En termes d’alcool, la consommation a certes baissé par rapport à 2000 (14 litres par habitant âgé de 15 ans et plus) mais la France se situe toujours dans les premiers consommateurs avec 11 litres par habitant. La moyenne de l’OCDE se situant à 9 litres, la situation de la France peut s’expliquer par le fait que le pays taxe moins l’alcool, notamment le vin, que les autres pays.

L’organisation salue toutefois les mesures prises dans le cadre de la loi Évin, qui a permis de limiter la publicité des boissons alcoolisées, et invite la France à poursuivre dans cette direction.

>> Lire : Alcool, tabac et obésité minent les progrès de la santé en Europe

Par ailleurs, l’obésité en France reste encore moindre par rapport aux autres pays de l’OCDE mais continue sa progression. En 2000 un adulte sur neuf était obèse, en 2012 c’est un adulte sur sept. Il est donc important de promouvoir une alimentation plus saine et une activité physique dès le plus jeune âge.

Dépenses et prévention

« En moyenne, dans les pays de l’OCDE, seuls 3 % du total des dépenses de santé sont affectés à la prévention. En France, ce taux est encore plus bas, il se situe autour de 2 % », a regretté Francesca Colombo, chef de la division santé à l’OCDE. « Ce n’est pas suffisant » a-t-elle ajouté, expliquant qu’il fallait placer la prévention au centre des politiques de santé.

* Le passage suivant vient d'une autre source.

//! Regex-based HTML parsing and extraction for wiki pages.
//!
//! Markup conventions relied on:
//! - page title in `<h1 class="entry-title">`, falling back to `<title>`
//! - sub-page navigation anchors carry class `subpage-link`; the current
//!   sub-page also carries `curr-subpage`
//! - last edit time in `<meta property="article:modified_time" content="...">`
//! - release year in `<meta itemprop="datePublished" content="...">`, or the
//!   first plausible year in the page text
//! - tropes are anchors into a namespace listed in `WikiConfig::trope_namespaces`

use chrono::{DateTime, Utc};
use regex::Regex;
use tracing::debug;
use url::Url;

use crate::error::{ModelError, ModelResult, PageError, PageResult};
use crate::traits::extractor::Extractor;
use crate::traits::fetcher::DocumentParser;
use crate::types::config::WikiConfig;
use crate::types::page::{Document, Page, PageType};
use crate::types::trope::Trope;
use crate::types::work::Work;

/// Accepts any body that contains HTML markup.
pub struct HtmlParser {
    markup: Regex,
    title: Regex,
}

impl Default for HtmlParser {
    fn default() -> Self {
        Self::new()
    }
}

impl HtmlParser {
    pub fn new() -> Self {
        Self {
            markup: Regex::new(r"(?i)<(html|body|head)[\s>]").unwrap(),
            title: Regex::new(r"(?is)<title[^>]*>(.*?)</title>").unwrap(),
        }
    }
}

impl DocumentParser for HtmlParser {
    fn parse(&self, url: &Url, body: &str) -> PageResult<Document> {
        if !self.markup.is_match(body) {
            return Err(PageError::ParseFailure {
                url: url.to_string(),
                reason: "response has no HTML markup".to_string(),
            });
        }

        let title = self
            .title
            .captures(body)
            .and_then(|cap| cap.get(1))
            .map(|m| decode_entities(m.as_str().trim()))
            .filter(|t| !t.is_empty());

        Ok(Document::new(url.clone(), body, title))
    }
}

/// Anchor found in a document: resolved target plus its class attribute.
#[derive(Debug, Clone)]
struct Anchor {
    href: String,
    class: String,
}

/// Extracts links, edit times, and works from wiki HTML.
pub struct HtmlExtractor {
    config: WikiConfig,
    anchor: Regex,
    href: Regex,
    class: Regex,
    heading: Regex,
    tag: Regex,
    modified: Regex,
    published: Regex,
    year: Regex,
}

impl HtmlExtractor {
    pub fn new(config: WikiConfig) -> Self {
        Self {
            config,
            anchor: Regex::new(r"(?is)<a\s([^>]*)>").unwrap(),
            href: Regex::new(r#"(?i)href\s*=\s*["']([^"']+)["']"#).unwrap(),
            class: Regex::new(r#"(?i)class\s*=\s*["']([^"']*)["']"#).unwrap(),
            heading: Regex::new(r#"(?is)<h1[^>]*class\s*=\s*["'][^"']*entry-title[^"']*["'][^>]*>(.*?)</h1>"#).unwrap(),
            tag: Regex::new(r"<[^>]+>").unwrap(),
            modified: Regex::new(
                r#"(?i)<meta\s+property\s*=\s*["']article:modified_time["']\s+content\s*=\s*["']([^"']+)["']"#,
            )
            .unwrap(),
            published: Regex::new(
                r#"(?i)<meta\s+itemprop\s*=\s*["']datePublished["']\s+content\s*=\s*["']([^"']*)["']"#,
            )
            .unwrap(),
            year: Regex::new(r"\b(1[89]\d{2}|20\d{2})\b").unwrap(),
        }
    }

    /// Anchors in document order, resolved against the document URL and
    /// restricted to the wiki host.
    fn anchors(&self, document: &Document) -> Vec<Anchor> {
        let base = document.url();
        self.anchor
            .captures_iter(document.html())
            .filter_map(|cap| {
                let attrs = cap.get(1)?.as_str();
                let href = self.href.captures(attrs)?.get(1)?.as_str();
                if href.starts_with('#') || href.starts_with("javascript:") || href.starts_with("mailto:") {
                    return None;
                }
                let resolved = base.join(&decode_entities(href)).ok()?;
                if !resolved
                    .host_str()
                    .is_some_and(|h| h.eq_ignore_ascii_case(&self.config.host))
                {
                    return None;
                }
                let class = self
                    .class
                    .captures(attrs)
                    .and_then(|c| c.get(1))
                    .map(|m| m.as_str().to_string())
                    .unwrap_or_default();
                Some(Anchor {
                    href: resolved.to_string(),
                    class,
                })
            })
            .collect()
    }

    fn extract_title(&self, primary: &Page, document: &Document) -> Option<String> {
        let heading = self
            .heading
            .captures(document.html())
            .and_then(|cap| cap.get(1))
            .map(|m| self.tag.replace_all(m.as_str(), "").to_string());

        heading
            .or_else(|| document.title().map(str::to_string))
            .map(|t| strip_namespace(&decode_entities(t.trim())))
            .filter(|t| !t.is_empty())
            .or_else(|| primary.slug().map(str::to_string))
    }

    fn extract_year(&self, document: &Document) -> String {
        if let Some(token) = self
            .published
            .captures(document.html())
            .and_then(|cap| cap.get(1))
        {
            return token.as_str().chars().take_while(|c| *c != '-').collect();
        }

        let text = self.tag.replace_all(document.html(), " ");
        self.year
            .captures(&text)
            .and_then(|cap| cap.get(1))
            .map(|m| m.as_str().to_string())
            .unwrap_or_default()
    }

    /// Tropes linked from `document`, tagged with `origin`.
    fn extract_tropes(&self, document: &Document, origin: &str) -> Vec<Trope> {
        self.anchors(document)
            .into_iter()
            .filter_map(|anchor| {
                let page = Page::parse(&anchor.href, &self.config).ok()?;
                let category = self.config.trope_category(page.namespace()?)?;
                Trope::new(page.slug()?, category, origin).ok()
            })
            .collect()
    }
}

impl Extractor for HtmlExtractor {
    fn listing_links(&self, listing: &Document) -> Vec<String> {
        self.anchors(listing)
            .into_iter()
            .filter(|anchor| {
                Page::parse(&anchor.href, &self.config)
                    .map(|p| p.page_type() == PageType::WorkPage)
                    .unwrap_or(false)
            })
            .map(|anchor| anchor.href)
            .collect()
    }

    fn subpage_links(&self, page: &Document) -> Vec<String> {
        let own = page.url().as_str();
        self.anchors(page)
            .into_iter()
            .filter(|anchor| {
                let classes: Vec<&str> = anchor.class.split_whitespace().collect();
                classes.contains(&"subpage-link") && !classes.contains(&"curr-subpage")
            })
            .map(|anchor| anchor.href)
            .filter(|href| href != own)
            .collect()
    }

    fn last_updated(&self, page: &Document) -> Option<DateTime<Utc>> {
        let raw = self.modified.captures(page.html())?.get(1)?.as_str();
        DateTime::parse_from_rfc3339(raw.trim())
            .map(|dt| dt.with_timezone(&Utc))
            .ok()
    }

    fn extract_work(&self, primary: &Page, subpages: &[Page]) -> ModelResult<Work> {
        let document = primary
            .document()
            .ok_or(ModelError::MissingValues { field: "document" })?;

        let year = self.extract_year(document);
        let title = self.extract_title(primary, document).unwrap_or_default();
        let media_type = primary.namespace().unwrap_or_default().to_string();
        let last_updated = self
            .last_updated(document)
            .unwrap_or_else(|| document.fetched_at());

        let mut work = Work::new(primary.url().as_str(), title, media_type, &year, last_updated)?
            .with_tropes(self.extract_tropes(document, ""))
            .with_subpages(subpages.iter().map(|p| p.url().to_string()));

        for subpage in subpages {
            let Some(subdocument) = subpage.document() else {
                debug!(url = %subpage.url(), "Sub-page not fetched, no tropes taken from it");
                continue;
            };
            let origin = self.subpage_origin(subpage);
            for trope in self.extract_tropes(subdocument, &origin) {
                work.add_trope(trope);
            }
        }

        debug!(
            url = %primary.url(),
            title = %work.title(),
            tropes = work.trope_count(),
            "Work extracted"
        );
        Ok(work)
    }
}

/// "Film / The Matrix" -> "The Matrix".
fn strip_namespace(title: &str) -> String {
    match title.split_once(" / ") {
        Some((_, rest)) => rest.trim().to_string(),
        None => title.to_string(),
    }
}

fn decode_entities(text: &str) -> String {
    text.replace("&nbsp;", " ")
        .replace("&lt;", "<")
        .replace("&gt;", ">")
        .replace("&quot;", "\"")
        .replace("&#39;", "'")
        .replace("&amp;", "&")
}

#[cfg(test)]
mod tests {
    use super::*;
    use crate::testing::{html_page, listing_html, work_html, WorkFixture};
    use crate::types::trope::TropeCategory;

    fn wiki() -> WikiConfig {
        WikiConfig::new("wiki.example")
            .with_work_prefix("/work/")
            .with_topic_prefix("/topic/")
            .with_listing("/list", "n={category}")
            .with_trope_namespace("trope", TropeCategory::Narrative)
            .with_trope_namespace("genre", TropeCategory::Genre)
    }

    fn document(url: &str, html: &str) -> Document {
        HtmlParser::new().parse(&Url::parse(url).unwrap(), html).unwrap()
    }

    #[test]
    fn test_parser_rejects_non_html() {
        let url = Url::parse("https://wiki.example/work/Foo").unwrap();
        assert!(matches!(
            HtmlParser::new().parse(&url, "{\"json\": true}"),
            Err(PageError::ParseFailure { .. })
        ));
    }

    #[test]
    fn test_parser_reads_title() {
        let doc = document("https://wiki.example/work/Foo", &html_page("Foo &amp; Bar", ""));
        assert_eq!(doc.title(), Some("Foo & Bar"));
    }

    #[test]
    fn test_listing_links_keep_order_and_only_work_pages() {
        let html = listing_html(&[
            "/work/Foo",
            "/topic/NotAWork",
            "https://elsewhere.example/work/Off",
            "/work/Bar",
            "/work/Foo",
        ]);
        let extractor = HtmlExtractor::new(wiki());
        let links = extractor.listing_links(&document("https://wiki.example/list?n=Film", &html));
        assert_eq!(
            links,
            vec![
                "https://wiki.example/work/Foo",
                "https://wiki.example/work/Bar",
                "https://wiki.example/work/Foo",
            ]
        );
    }

    #[test]
    fn test_subpage_links_skip_current() {
        let html = WorkFixture::new("Foo")
            .subpage("/work/Foo", true)
            .subpage("/topic/Foo", false)
            .to_html();
        let extractor = HtmlExtractor::new(wiki());
        let links = extractor.subpage_links(&document("https://wiki.example/work/Foo", &html));
        assert_eq!(links, vec!["https://wiki.example/topic/Foo"]);
    }

    #[test]
    fn test_last_updated_reads_meta() {
        let html = WorkFixture::new("Foo").modified("2024-03-01T12:00:00Z").to_html();
        let extractor = HtmlExtractor::new(wiki());
        let updated = extractor
            .last_updated(&document("https://wiki.example/work/Foo", &html))
            .unwrap();
        assert_eq!(updated.to_rfc3339(), "2024-03-01T12:00:00+00:00");

        let bare = document("https://wiki.example/work/Bar", &html_page("Bar", ""));
        assert!(extractor.last_updated(&bare).is_none());
    }

    #[test]
    fn test_extract_work_collects_primary_and_subpage_tropes() {
        let config = wiki();
        let extractor = HtmlExtractor::new(config.clone());

        let primary = Page::parse("https://wiki.example/work/Foo", &config).unwrap();
        let primary_html = WorkFixture::new("Film / Foo")
            .year("1999")
            .trope("/trope/ChekhovsGun")
            .trope("/genre/Noir")
            .trope("/work/SomeOtherWork")
            .to_html();
        let primary = primary.clone().with_document(document(primary.url().as_str(), &primary_html));

        let sub = Page::parse("https://wiki.example/topic/Foo", &config).unwrap();
        let sub_html = work_html("Foo topics", &["/trope/ChekhovsGun", "/trope/BigBad"]);
        let sub = sub.clone().with_document(document(sub.url().as_str(), &sub_html));

        let work = extractor.extract_work(&primary, &[sub]).unwrap();
        assert_eq!(work.title(), "Foo");
        assert_eq!(work.release_year().value(), 1999);
        assert_eq!(work.media_type(), "work");

        let primary_titles: Vec<_> = work.primary_tropes().map(|t| t.title()).collect();
        assert_eq!(primary_titles, vec!["ChekhovsGun", "Noir"]);

        let sub_titles: Vec<_> = work.tropes_from("topic").map(|t| t.title()).collect();
        assert_eq!(sub_titles, vec!["ChekhovsGun", "BigBad"]);
        assert_eq!(work.subpages(), &["https://wiki.example/topic/Foo".to_string()]);
    }

    #[test]
    fn test_extract_work_requires_document() {
        let config = wiki();
        let extractor = HtmlExtractor::new(config.clone());
        let primary = Page::parse("https://wiki.example/work/Foo", &config).unwrap();
        assert_eq!(
            extractor.extract_work(&primary, &[]),
            Err(ModelError::MissingValues { field: "document" })
        );
    }

    #[test]
    fn test_extract_work_without_year_fails() {
        let config = wiki();
        let extractor = HtmlExtractor::new(config.clone());
        let primary = Page::parse("https://wiki.example/work/Foo", &config).unwrap();
        let primary = primary
            .clone()
            .with_document(document(primary.url().as_str(), &html_page("Foo", "no dates here")));
        assert!(matches!(
            extractor.extract_work(&primary, &[]),
            Err(ModelError::InvalidYear { .. })
        ));
    }

    #[test]
    fn test_strip_namespace() {
        assert_eq!(strip_namespace("Film / The Matrix"), "The Matrix");
        assert_eq!(strip_namespace("The Matrix"), "The Matrix");
    }
}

>> Lire : « Plus de prévention permettrait de réduire les dépenses de santé »

Grâce à la sécurité sociale et aux assurances complémentaires, la France fait partie des pays où les dépenses à la charge du patient sont les plus faibles. Les dépenses de santé représentent 1,4 % de la consommation totale des ménages français, soit deux fois moins que la moyenne des pays de l’OCDE (2,8 %)

Gaëtan Lafortune, économiste sénior et expert santé à l’OCDE a toutefois rappelé qu’il ne fallait pas faire l’amalgame entre système de santé et état de santé. « La santé n’est pas déterminé par les dépenses de santé », et les États-Unis en sont l’exemple, a-t-il affirmé. « Les États-Unis dépensent 16,8 % de leur PIB dans la santé, soit deux fois plus que la moyenne des pays de l’OCDE, mais n’ont pas forcément les meilleurs résultats ».

Le rapport montre en effet qu’aucun pays n’est « premier » en matière de santé car leur classement varie selon divers indicateurs de la qualité des services de santé.